With the rising cost of car insurance, finding the best car insurance for young drivers can be somewhat of a challenge.
Sometimes, it’s best not to be tempted by the cheapest offer and to instead shop around to find out who will give you the best cover – those who sign up with an inappropriate policy could end up in a dispute with their car insurer.
When the driver and an insurer are unable to come to an agreement, the Financial Ombudsman Service (FOS) normally deal with financial services complaints.
Between April 2010 and April 2011, the FOS received around 5,800 complaints relating to car insurance, so if you’re currently in the process of trying to find a good deal, then these are the FOS’s most commonly reported complaints.
The most common car insurance complaint normally occurs after an accident – the repair.

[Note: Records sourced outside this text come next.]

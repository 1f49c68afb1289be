//! CLI Module
//!
//! Command-line interface for rendering reversible playback offline.

pub mod commands;

use clap::{Args, Parser, Subcommand};
use std::path::PathBuf;

/// Retrograde - direction-reversible audio playback
#[derive(Parser, Debug)]
#[command(name = "retrograde")]
#[command(version, about, long_about = None)]
pub struct Cli {
    /// Enable verbose output
    #[arg(short, long, global = true)]
    pub verbose: bool,

    #[command(subcommand)]
    pub command: Option<Commands>,
}

#[derive(Subcommand, Debug)]
pub enum Commands {
    /// Render a track through a reversible source, applying rate automation
    #[command(name = "render")]
    Render(RenderArgs),

    /// Write a time-reversed copy of a track
    #[command(name = "reverse")]
    Reverse {
        /// Input WAV file
        #[arg(short, long)]
        input: PathBuf,

        /// Output WAV file
        #[arg(short, long)]
        output: PathBuf,

        /// Output bit depth (16, 24 or 32)
        #[arg(long, default_value_t = 24)]
        bit_depth: u16,
    },

    /// Print channel count, sample rate, duration and peak level
    #[command(name = "info")]
    Info {
        /// Input WAV file
        #[arg(short, long)]
        input: PathBuf,
    },
}

#[derive(Args, Debug)]
pub struct RenderArgs {
    /// Input WAV file
    #[arg(short, long)]
    pub input: PathBuf,

    /// Pre-reversed counterpart of the input (derived when omitted)
    #[arg(long)]
    pub reverse_input: Option<PathBuf>,

    /// Output WAV file
    #[arg(short, long)]
    pub output: PathBuf,

    /// JSON rate automation file
    #[arg(short, long)]
    pub automation: Option<PathBuf>,

    /// Initial playback rate; negative plays in reverse
    #[arg(short, long, default_value_t = 1.0, allow_hyphen_values = true)]
    pub rate: f32,

    /// Seconds to render (defaults to one pass through the track)
    #[arg(short, long)]
    pub duration: Option<f64>,

    /// Render sample rate (defaults to the input's)
    #[arg(long)]
    pub sample_rate: Option<u32>,

    /// Output bit depth (16, 24 or 32)
    #[arg(long, default_value_t = 24)]
    pub bit_depth: u16,
}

When selecting an insurer, check the small print to see who is responsible for fixing the car. Some state that repairs are the responsibility of the owner, but most policies say that the company will pay for any damage done to the vehicle depending on the circumstances of the accident and the level of cover purchased.
If a policy does cover damage, then check to see how long the repairs are guaranteed for, as it does vary.
The FOS says, generally, if an insurer arranged the repair, then they are responsible for the quality of the work.
Some insurers also insist that policy holders have to visit one of their approved garages. If the car is taken elsewhere, then the insurer will normally only pay the fee that their mechanic would have charged.
If the worst comes to the worst and a vehicle is a ‘write off’ then some policy holders complain that they were not given reasonable compensation.
In most cases, a policy holder will be entitled to the market value of the vehicle immediately prior to the date of damage and not the original value of the car.
This could be substantially less than the amount that the vehicle owner is expecting.
However, to protect against this shortfall, taking out GAP (guaranteed asset protection) insurance will cover the difference between the value of the vehicle before it was damaged and the value of the car when the policy was purchased.
Before taking out a policy, car owners should be honest with insurers regarding any modifications and changes. Sometimes, an insurance provider will refuse to pay a claim because they say the consumer failed to disclose any alterations to the car, leading to their claim being rejected.
If there is any confusion, the FOS says, “We look at what questions the insurer asked at the time the consumer applied for the policy to try to establish whether there had been any modifications to a vehicle”
“We will also consider whether any non-disclosure on the part of the consumer was material to the claim and the extent to which the non-disclosure was deliberate, reckless or inadvertent.”
Most insurance companies operate no-claims discount (NCD) incentives, but this will not always be quite as simple as it sounds as each company may set out its NCD rules differently.
Details of any applicable NCD can be found on a policy holder’s renewal notice issued by the current insurer, but sometimes drivers can only claim the discount if they continue buying insurance with the same company.
If the driver takes out a new agreement, then their no-claims discount might not carry over to the new policy.
The FOS feels that this policy should be explained very clearly.
“A motorist will think they have a certain amount of no-claims bonus but when they move to another insurance company, it turns out to be less than they thought”
“This can result in a financial loss for the motorist as the new insurer based the given premium on the amount of no-claims bonus stated.”
A policy may be renewed automatically without specific questions being asked, but drivers must notify the company if their circumstances change.
Policyholders are required to be honest about their details and companies will normally specify what they need to know in the policy handbook issued when cover was taken out.
If an insurer wants to reject a claim based on non-disclosure, they will have to prove that they asked for the relevant information.
One FOS complainant had his claim for car theft turned down when the insurer found out that before renewal, he had been convicted of a drink-driving offence which he hadn’t disclosed.
The FOS rejected his complaint saying, “We thought that any driver would know their insurer would consider the conviction and disqualification highly significant and would realise they had to disclose this when renewing their insurance.”